Thats the tshirts done then!
Actually there are a couple of pairs of jeans and some jim jams mixed in, but you get the idea.
Hark, I think the tumble dryer is finding me some more tshirts…
As some of you are aware its been a rather trying eight months for little old me. So small steps forward are very important.
Last Saturday hubby took me to Warwick and we had a rummage through the antique shops there for a swift, I would love something old and worn and well loved but to no avail, but whilst there I decided to pop into Crafty Cottage, as I had read that they did Malabrigo which was one of the alternatives I had read was a nice yarn to use for My So Called Scarf. It was no hardship to buy this wool, it really is very soft and pretty. Jo, the owner gave good advice on the colour to choose to suit my skin tone, after a few seconds debating this plus a look in the mirror I realised she was absolutely right!

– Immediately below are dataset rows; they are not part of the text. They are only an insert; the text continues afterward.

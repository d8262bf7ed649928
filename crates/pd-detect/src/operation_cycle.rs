//! Operation cycle detection.
//!
//! Builds the cycle timeline of a machine from cycle begin and end signals:
//! - a begin opens a partial cycle and closes the previous partial one with an estimated end
//! - an end closes the open cycle, or creates a full cycle whose begin is estimated
//! - a gap after a full cycle is recorded as a between-cycles record
//!
//! Cycles are linked to the operation slot they run in; the store keeps the
//! `total_cycles` count of each slot in line with these links.

use chrono::{DateTime, Utc};

use pd_core::{
    BetweenCycles, DetectionConfig, DetectionError, LogLevel, OperationCycle, OperationSlot,
    OperationSlotId, Store, StoreError, TimeRange, TxScope, extension::run_hooks,
    with_transaction,
};

use crate::context::{DetectionContext, after_commit, format_end, format_time, replayable};

const SOURCE: &str = "OperationCycleDetection";

/// Keeps the operation cycles of a machine.
#[derive(Debug, Clone)]
pub struct OperationCycleDetection {
    context: DetectionContext,
}
//! Status command for showing the detected timeline of each machine.

use std::io::Write;

use anyhow::{Context, Result};
use chrono::{DateTime, SecondsFormat, Utc};
use serde::Serialize;

use pd_core::{LogLevel, MachineId, MachineModuleId, Store, TimeRange};
use pd_db::Database;

/// How many detection logs are shown per machine.
const RECENT_LOGS: usize = 10;

#[derive(Debug, Serialize)]
pub struct MachineStatus {
    pub machine: MachineId,
    pub cycles: Vec<CycleView>,
    pub operation_slots: Vec<OperationSlotView>,
    pub sequence_slots: Vec<SequenceSlotView>,
    pub logs: Vec<LogView>,
}

#[derive(Debug, Serialize)]
pub struct CycleView {
    pub begin: Option<DateTime<Utc>>,
    pub end: Option<DateTime<Utc>>,
    pub full: bool,
    pub quantity: Option<i32>,
    pub operation_slot: Option<i64>,
}

#[derive(Debug, Serialize)]
pub struct OperationSlotView {
    pub id: i64,
    pub range: TimeRange,
    pub operation: Option<i64>,
    pub total_cycles: i32,
}

#[derive(Debug, Serialize)]
pub struct SequenceSlotView {
    pub module: MachineModuleId,
    pub range: TimeRange,
    pub sequence: Option<i64>,
    pub next_begin: Option<DateTime<Utc>>,
}

#[derive(Debug, Serialize)]
pub struct LogView {
    pub date_time: DateTime<Utc>,
    pub level: LogLevel,
    pub source: String,
    pub message: String,
}

pub fn run<W: Write>(
    writer: &mut W,
    db: &Database,
    machine: Option<MachineId>,
    json: bool,
) -> Result<()> {
    let statuses = collect(db, machine)?;

    if json {
        serde_json::to_writer_pretty(&mut *writer, &statuses)?;
        writeln!(writer)?;
        return Ok(());
    }

    if statuses.is_empty() {
        writeln!(writer, "No machines.")?;
        return Ok(());
    }
    for (idx, status) in statuses.iter().enumerate() {
        if idx > 0 {
            writeln!(writer)?;
        }
        write_status(writer, status)?;
    }
    Ok(())
}

fn collect(db: &Database, machine: Option<MachineId>) -> Result<Vec<MachineStatus>> {
    let machines = db.machines().context("failed to list machines")?;
    let mut statuses = Vec::new();
    for (id, modules) in machines {
        if machine.is_some_and(|machine| machine != id) {
            continue;
        }
        let cycles = db
            .cycles(id)?
            .into_iter()
            .map(|cycle| CycleView {
                begin: cycle.begin,
                end: cycle.end,
                full: cycle.full,
                quantity: cycle.quantity,
                operation_slot: cycle.operation_slot.map(i64::from),
            })
            .collect();
        let operation_slots = db
            .operation_slots(id)?
            .into_iter()
            .map(|slot| OperationSlotView {
                id: slot.id.get(),
                range: slot.range,
                operation: slot.operation.map(i64::from),
                total_cycles: slot.total_cycles,
            })
            .collect();
        let mut sequence_slots = Vec::new();
        for module in modules {
            sequence_slots.extend(db.sequence_slots(module)?.into_iter().map(|slot| {
                SequenceSlotView {
                    module,
                    range: slot.range,
                    sequence: slot.sequence.map(i64::from),
                    next_begin: slot.next_begin,
                }
            }));
        }
        let mut logs = db.detection_logs(id)?;
        let recent = logs.split_off(logs.len().saturating_sub(RECENT_LOGS));
        let logs = recent
            .into_iter()
            .map(|log| LogView {
                date_time: log.date_time,
                level: log.level,
                source: log.source,
                message: log.message,
            })
            .collect();

        statuses.push(MachineStatus {
            machine: id,
            cycles,
            operation_slots,
            sequence_slots,
            logs,
        });
    }
    if let Some(machine) = machine.filter(|_| statuses.is_empty()) {
        anyhow::bail!("unknown machine {machine}");
    }
    Ok(statuses)
}

fn write_status<W: Write>(writer: &mut W, status: &MachineStatus) -> Result<()> {
    writeln!(writer, "Machine {}", status.machine)?;

    writeln!(writer, "Cycles:")?;
    if status.cycles.is_empty() {
        writeln!(writer, "  (none)")?;
    }
    for cycle in &status.cycles {
        write!(
            writer,
            "- {} -> {}",
            format_time(cycle.begin),
            format_time(cycle.end)
        )?;
        if cycle.full {
            write!(writer, " full")?;
        }
        if let Some(quantity) = cycle.quantity {
            write!(writer, " x{quantity}")?;
        }
        if let Some(slot) = cycle.operation_slot {
            write!(writer, " slot {slot}")?;
        }
        writeln!(writer)?;
    }

    writeln!(writer, "Operation slots:")?;
    if status.operation_slots.is_empty() {
        writeln!(writer, "  (none)")?;
    }
    for slot in &status.operation_slots {
        writeln!(
            writer,
            "- #{} {} operation {} cycles {}",
            slot.id,
            slot.range,
            slot.operation.map_or_else(|| "-".to_string(), |op| op.to_string()),
            slot.total_cycles
        )?;
    }

    writeln!(writer, "Sequence slots:")?;
    if status.sequence_slots.is_empty() {
        writeln!(writer, "  (none)")?;
    }
    for slot in &status.sequence_slots {
        write!(
            writer,
            "- module {} {} sequence {}",
            slot.module,
            slot.range,
            slot.sequence.map_or_else(|| "-".to_string(), |seq| seq.to_string())
        )?;
        if let Some(next_begin) = slot.next_begin {
            write!(writer, " next {}", format_time(Some(next_begin)))?;
        }
        writeln!(writer)?;
    }

    writeln!(writer, "Detection logs:")?;
    if status.logs.is_empty() {
        writeln!(writer, "  (none)")?;
    }
    for log in &status.logs {
        writeln!(
            writer,
            "- {} {} [{}] {}",
            format_time(Some(log.date_time)),
            log.level,
            log.source,
            log.message
        )?;
    }
    Ok(())
}

fn format_time(t: Option<DateTime<Utc>>) -> String {
    t.map_or_else(
        || "?".to_string(),
        |t| t.to_rfc3339_opts(SecondsFormat::Secs, true),
    )
}

#[cfg(test)]
mod tests {
    use super::*;

    use chrono::TimeZone;
    use insta::assert_snapshot;
    use pd_core::{Association, DetectionLog, Operation, OperationId};

    fn at(secs: i64) -> DateTime<Utc> {
        Utc.with_ymd_and_hms(2025, 1, 1, 8, 0, 0).unwrap() + chrono::Duration::seconds(secs)
    }

    fn setup() -> Database {
        let db = Database::open_in_memory().unwrap();
        let machine = MachineId::new(1).unwrap();
        db.insert_machine(machine, Some("lathe")).unwrap();
        db.insert_machine_module(MachineModuleId::new(10).unwrap(), machine)
            .unwrap();
        db
    }

    #[test]
    fn status_of_idle_machine() {
        let db = setup();
        let mut output = Vec::new();
        run(&mut output, &db, None, false).unwrap();

        assert_snapshot!(String::from_utf8(output).unwrap(), @r"
        Machine 1
        Cycles:
          (none)
        Operation slots:
          (none)
        Sequence slots:
          (none)
        Detection logs:
          (none)
        ");
    }

    #[test]
    fn status_lists_slots_and_logs() {
        let mut db = setup();
        let machine = MachineId::new(1).unwrap();
        db.insert_operation(&Operation {
            id: OperationId::new(3).unwrap(),
            code: Some("OP3".to_string()),
            name: None,
            intermediate_work_pieces: Vec::new(),
        })
        .unwrap();
        db.apply_association(&Association::operation(
            machine,
            TimeRange::new(at(0), at(600)).unwrap(),
            OperationId::new(3).ok(),
        ))
        .unwrap();
        db.insert_detection_log(&DetectionLog {
            date_time: at(30),
            level: LogLevel::Warn,
            message: "late stamp".to_string(),
            machine,
            module: None,
            source: "OperationCycleDetection".to_string(),
        })
        .unwrap();

        let mut output = Vec::new();
        run(&mut output, &db, Some(machine), false).unwrap();

        assert_snapshot!(String::from_utf8(output).unwrap(), @r"
        Machine 1
        Cycles:
          (none)
        Operation slots:
        - #1 [2025-01-01T08:00:00.000Z, 2025-01-01T08:10:00.000Z) operation 3 cycles 0
        Sequence slots:
          (none)
        Detection logs:
        - 2025-01-01T08:00:30Z warn [OperationCycleDetection] late stamp
        ");
    }

    #[test]
    fn status_json_lists_machines() {
        let db = setup();
        let mut output = Vec::new();
        run(&mut output, &db, None, true).unwrap();

        let value: serde_json::Value = serde_json::from_slice(&output).unwrap();
        assert_eq!(value[0]["machine"], 1);
        assert_eq!(value[0]["cycles"].as_array().unwrap().len(), 0);
    }

    #[test]
    fn status_rejects_unknown_machine() {
        let db = setup();
        let err = run(&mut Vec::new(), &db, MachineId::new(7).ok(), false).unwrap_err();
        assert_eq!(err.to_string(), "unknown machine 7");
    }
}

Whilst there she invited me over to her knitting group on a Monday evening, now I do go to Web of Wools Tuesday evening knitting group which I enjoy immensely, so I felt a bit tied by my feelings of love and loyalty which so often tie my little brain up in knots, so I gently declined the offer. But then Sunday came and the teenagers, who should really be on a 10 mile route march, daily, to get rid of excess energy, gave me grief, and then the youngest teenager came back from school on Monday and continued on the same vein. And I thought Why?, Why? am I doing this, Why? have I just spent hours putting together a nutrious meal, making soup from chicken bones and organising a meal from lovely home grown vegetables with all that that entails to put up with this (insert own expletive).
So I stopped, (I did finish the constructive elements of the meal, I am firstly a mother), put my glad rags on, make up etc and joined the Monday knitting group at Crafty Cottage. At the point that I was entering the building it dawned on me just how far I had come since the summer. I could not have done this even just a few months ago. Maybe the change in medication is having the right effect. I had a lovely evening, Jane very kindly showed me her knitting machine, which I loved to see in action, mainly because I myself have a knitting machine given to me from freecycle which I have never used. Jo helped me with the next stage in my pattern, which was much appreciated.
It was all good, my knitting circle increases and that can only be a good thing.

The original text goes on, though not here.